Source Cryptopolitan

President Donald Trump is about to sign an executive order that could force the Federal Reserve to allow crypto firms into the country’s banking system, according to a report from Decrypt on Monday.

The order is expected to roll back Biden-era restrictions that prevented crypto-friendly banks from gaining access to master accounts, a crucial requirement for directly interacting with the Fed’s payment system.

The move targets what many in the crypto industry call “Operation Chokepoint 2.0”, an alleged campaign by regulators to cut off banking services to crypto companies and executives.

Bo Hines, Executive Director of the Presidential Working Group on Digital Assets, apparently told Decrypt that: “I think that the industry can expect something in short order there.”

Forcing the Fed to open its doors to crypto banks

Under former president Joe Biden, the Federal Reserve consistently refused to grant master accounts to crypto-focused banks like Custodia, blocking them from accessing the country’s core financial infrastructure.

Without these accounts, American banks are forced to rely on middlemen, making it impossible for them to provide nationwide financial services.

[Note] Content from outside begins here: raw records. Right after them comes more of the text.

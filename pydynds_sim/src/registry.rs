//! Name → algorithm factory lookup used by `setup`.

use crate::algorithm::{Algorithm, AlgorithmArgs, AlgorithmWorker};
use crate::algorithms::{RandomExchange, SampleAlgorithm};
use crate::error::SimError;

use std::collections::BTreeMap;
use std::sync::Arc;

/// Builds a solver from the setup arguments.
pub type AlgorithmFactory = Arc<dyn Fn(&AlgorithmArgs) -> Box<dyn Algorithm> + Send + Sync>;

/// Registered algorithm variants keyed by name.
#[derive(Clone, Default)]
pub struct AlgorithmRegistry {
    factories: BTreeMap<String, AlgorithmFactory>,
}

impl AlgorithmRegistry {
    /// Empty registry.
    pub fn new() -> Self {
        Self::default()
    }

    /// Registry holding the built-in algorithms.
    pub fn with_builtin() -> Self {
        let mut registry = Self::new();
        registry.register(SampleAlgorithm::NAME, SampleAlgorithm::build);
        registry.register(RandomExchange::NAME, RandomExchange::build);
        registry
    }

    /// Adds or replaces the factory for `name`.
    pub fn register<F>(&mut self, name: impl Into<String>, factory: F)
    where
        F: Fn(&AlgorithmArgs) -> Box<dyn Algorithm> + Send + Sync + 'static,
    {
        self.factories.insert(name.into(), Arc::new(factory));
    }

    pub fn contains(&self, name: &str) -> bool {
        self.factories.contains_key(name)
    }

    /// Registered names in sorted order.
    pub fn names(&self) -> Vec<&str> {
        self.factories.keys().map(String::as_str).collect()
    }

    /// Instantiates the worker for `name`.
    pub fn build(&self, name: &str, args: AlgorithmArgs) -> Result<Arc<AlgorithmWorker>, SimError> {
        let factory = self
            .factories
            .get(name)
            .ok_or_else(|| SimError::UnknownVariant(name.to_string()))?;
        let algorithm = factory(&args);
        Ok(Arc::new(AlgorithmWorker::new(algorithm, args)))
    }
}

#[cfg(test)]
mod tests {
    use super::*;

    #[test]
    fn test_builtin_names() {
        let registry = AlgorithmRegistry::with_builtin();
        assert_eq!(registry.names(), vec!["random_exchange", "sample_algorithm"]);
        assert!(registry.contains("sample_algorithm"));
    }

    #[test]
    fn test_build_known_variant() {
        let registry = AlgorithmRegistry::with_builtin();
        let worker = registry
            .build("sample_algorithm", AlgorithmArgs::standalone(None))
            .unwrap();
        assert_eq!(worker.algorithm_name(), "sample_algorithm");
    }

    #[test]
    fn test_unknown_variant() {
        let registry = AlgorithmRegistry::with_builtin();
        let err = registry
            .build("dpop", AlgorithmArgs::standalone(None))
            .err()
            .unwrap();
        assert!(matches!(err, SimError::UnknownVariant(name) if name == "dpop"));
    }

    #[test]
    fn test_register_custom() {
        let mut registry = AlgorithmRegistry::new();
        registry.register("custom", SampleAlgorithm::build);
        assert_eq!(registry.names(), vec!["custom"]);
    }
}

Trump’s executive order will reportedly attempt to reverse these restrictions and allow crypto banks to operate on equal footing with traditional financial institutions.

While the Federal Reserve is technically independent, meaning its policies don’t require presidential approval, Trump has shown that he is prepared to challenge that position.

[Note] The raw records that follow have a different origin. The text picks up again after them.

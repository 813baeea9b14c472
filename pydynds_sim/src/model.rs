//! Model worker - owns simulated time and the active DCOP snapshot.
//!
//! Each update polls the Algorithm for stats, advances the [`CycleClock`]
//! by the new messages/computations, re-activates the DynDCOP and
//! publishes the result on a watch feed the Simulator reads.

use async_trait::async_trait;
use pydynds_core::{Advance, CycleClock, DynDcop};
use pydynds_env::{
    ControlLink, ControlRequest, ControlResponse, CycleStatus, DcopSnapshot, EnvError,
    ModelProgress, PauseGate, StatsSnapshot, Worker,
};
use std::sync::{Arc, Mutex, MutexGuard};
use std::time::Duration;
use tokio::sync::watch;
use tracing::{debug, info, warn};

/// Cost parameters and polling knobs of a Model.
#[derive(Debug, Clone, Copy)]
pub struct ModelSettings {
    /// Cycles a message takes to be delivered
    pub message_delay: u64,

    /// Cycles a computation takes
    pub computation_cost: u64,

    /// Pause between two updates
    pub poll_interval: Duration,

    /// Bound on the stats round trip
    pub round_trip_timeout: Duration,
}

impl ModelSettings {
    pub fn new(message_delay: u64, computation_cost: u64) -> Self {
        Self {
            message_delay,
            computation_cost,
            poll_interval: Duration::from_millis(5),
            round_trip_timeout: Duration::from_secs(2),
        }
    }
}

#[derive(Debug)]
struct ModelState {
    clock: CycleClock,
    active_index: Option<usize>,
    finished: bool,
}

/// The Model worker.
pub struct ModelWorker {
    dyn_dcop: Arc<DynDcop>,
    algorithm: Option<ControlLink>,
    settings: ModelSettings,
    state: Mutex<ModelState>,
    cycle_feed: watch::Sender<CycleStatus>,
}

impl ModelWorker {
    /// Creates a Model at cycle 0. `algorithm` is the Algorithm's control
    /// link used for stats polling.
    pub fn new(dyn_dcop: Arc<DynDcop>, algorithm: Option<ControlLink>, settings: ModelSettings) -> Self {
        let activation = dyn_dcop.activate(0);
        let status = CycleStatus {
            cycle: 0,
            finished: activation.finished,
        };
        let state = ModelState {
            clock: CycleClock::new(settings.message_delay, settings.computation_cost),
            active_index: activation.index,
            finished: activation.finished,
        };
        let (cycle_feed, _) = watch::channel(status);

        Self {
            dyn_dcop,
            algorithm,
            settings,
            state: Mutex::new(state),
            cycle_feed,
        }
    }

    fn lock(&self) -> MutexGuard<'_, ModelState> {
        self.state.lock().unwrap_or_else(|poisoned| poisoned.into_inner())
    }

    /// Subscribes to the cycle feed.
    pub fn subscribe(&self) -> watch::Receiver<CycleStatus> {
        self.cycle_feed.subscribe()
    }

    pub fn progress(&self) -> ModelProgress {
        let state = self.lock();
        ModelProgress {
            current_cycle: state.clock.current_cycle(),
            active_start_cycle: state
                .active_index
                .map(|index| self.dyn_dcop.entries()[index].start_cycle),
            finished: state.finished,
        }
    }

    pub fn current_cycle(&self) -> u64 {
        self.lock().clock.current_cycle()
    }

    pub fn is_finished(&self) -> bool {
        self.lock().finished
    }

    /// Deep copy of the active snapshot.
    pub fn current_dcop(&self) -> Option<DcopSnapshot> {
        let state = self.lock();
        state
            .active_index
            .map(|index| self.dyn_dcop.entries()[index].dcop.clone())
    }

    /// Advances the clock by `stats` and re-activates the DynDCOP.
    pub fn apply_stats(&self, stats: &StatsSnapshot) -> Advance {
        let (advance, status) = {
            let mut state = self.lock();
            let advance = state.clock.advance(stats);
            let activation = self.dyn_dcop.activate(advance.to);
            state.active_index = activation.index;
            state.finished = activation.finished;
            (
                advance,
                CycleStatus {
                    cycle: advance.to,
                    finished: activation.finished,
                },
            )
        };

        if advance.elapsed() > 0 {
            debug!("Cycle {} -> {}", advance.from, advance.to);
        }
        self.cycle_feed.send_replace(status);
        advance
    }

    /// One update step: poll the Algorithm's stats and apply them.
    pub async fn update(&self) -> Result<Advance, EnvError> {
        let algorithm = self
            .algorithm
            .as_ref()
            .ok_or_else(|| EnvError::ChannelUnavailable("algorithm control".to_string()))?;
        let stats = algorithm
            .round_trip(ControlRequest::QueryStats, self.settings.round_trip_timeout)
            .await?
            .into_stats()?;
        Ok(self.apply_stats(&stats))
    }
}

#[async_trait]
impl Worker for ModelWorker {
    fn name(&self) -> &str {
        "model"
    }

    async fn run(&self, gate: PauseGate) {
        if self.algorithm.is_none() {
            warn!("No algorithm control link; model clock will not advance");
        }

        while !gate.checkpoint().await.is_halt() {
            if self.algorithm.is_some() {
                if let Err(err) = self.update().await {
                    warn!("Model update failed: {}", err);
                }
            }
            if self.is_finished() {
                info!("DynDCOP exhausted at cycle {}", self.current_cycle());
                return;
            }

            if gate.checkpoint().await.is_halt() {
                break;
            }
            tokio::time::sleep(self.settings.poll_interval).await;
        }
    }

    async fn special_control(&self, request: ControlRequest) -> Option<ControlResponse> {
        match request {
            ControlRequest::QueryCurrentState => Some(ControlResponse::CurrentState(self.current_dcop())),
            ControlRequest::QueryProgress => Some(ControlResponse::Progress(self.progress())),
            _ => None,
        }
    }
}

According to the report, legal advisors are meeting Thursday to evaluate potential challenges before the order lands on Trump’s desk. The goal is to eliminate any remaining barriers preventing crypto firms from accessing financial services.

Republicans push to eliminate “reputational risk” from banking decisions

The battle over crypto banking access isn’t just happening at the White House. Just last week, Tim Scott, Chairman of the Senate Banking Committee, introduced the Financial Integrity and Regulation Management (FIRM) Act, a bill designed to ban reputational risk as a reason for denying banking services.

Scott argued that regulators have weaponized reputational risk to block financial access for industries they don’t like. “Eliminating reputational risk is the way we allow our banks to make decisions on creditworthiness, not on fear of America’s regulators,” Scott said.

Crypto debanking has been a major issue for years, with Republicans linking it to the original Operation Choke Point, an Obama-era Justice Department initiative that targeted firearm dealers and payday lenders by pressuring banks to cut them off. The crypto industry wholeheartedly believes that Operation Chokepoint 2.0 is simply an extension of that policy.

Crypto executives like Coinbase’s Brian Armstrong and Anchorage’s Nathan McCauley have testified in congressional hearings that happened in January and February, claiming that the Fed, FDIC, and OCC all plotted together to systematically push crypto businesses out of the US banking system.

Trump’s order, if signed, will be his third major crypto-related executive action since returning to office. His first, signed on January 23, created a Digital Asset Stockpile and the Presidential Working Group on Digital Asset Markets.

Trump’s second executive order, signed last week, created a strategic Bitcoin reserve, though it came along with other cryptocurrencies.

Now, with this latest order, Trump is taking direct action against banking restrictions, setting the stage for a major showdown between the White House and financial regulators.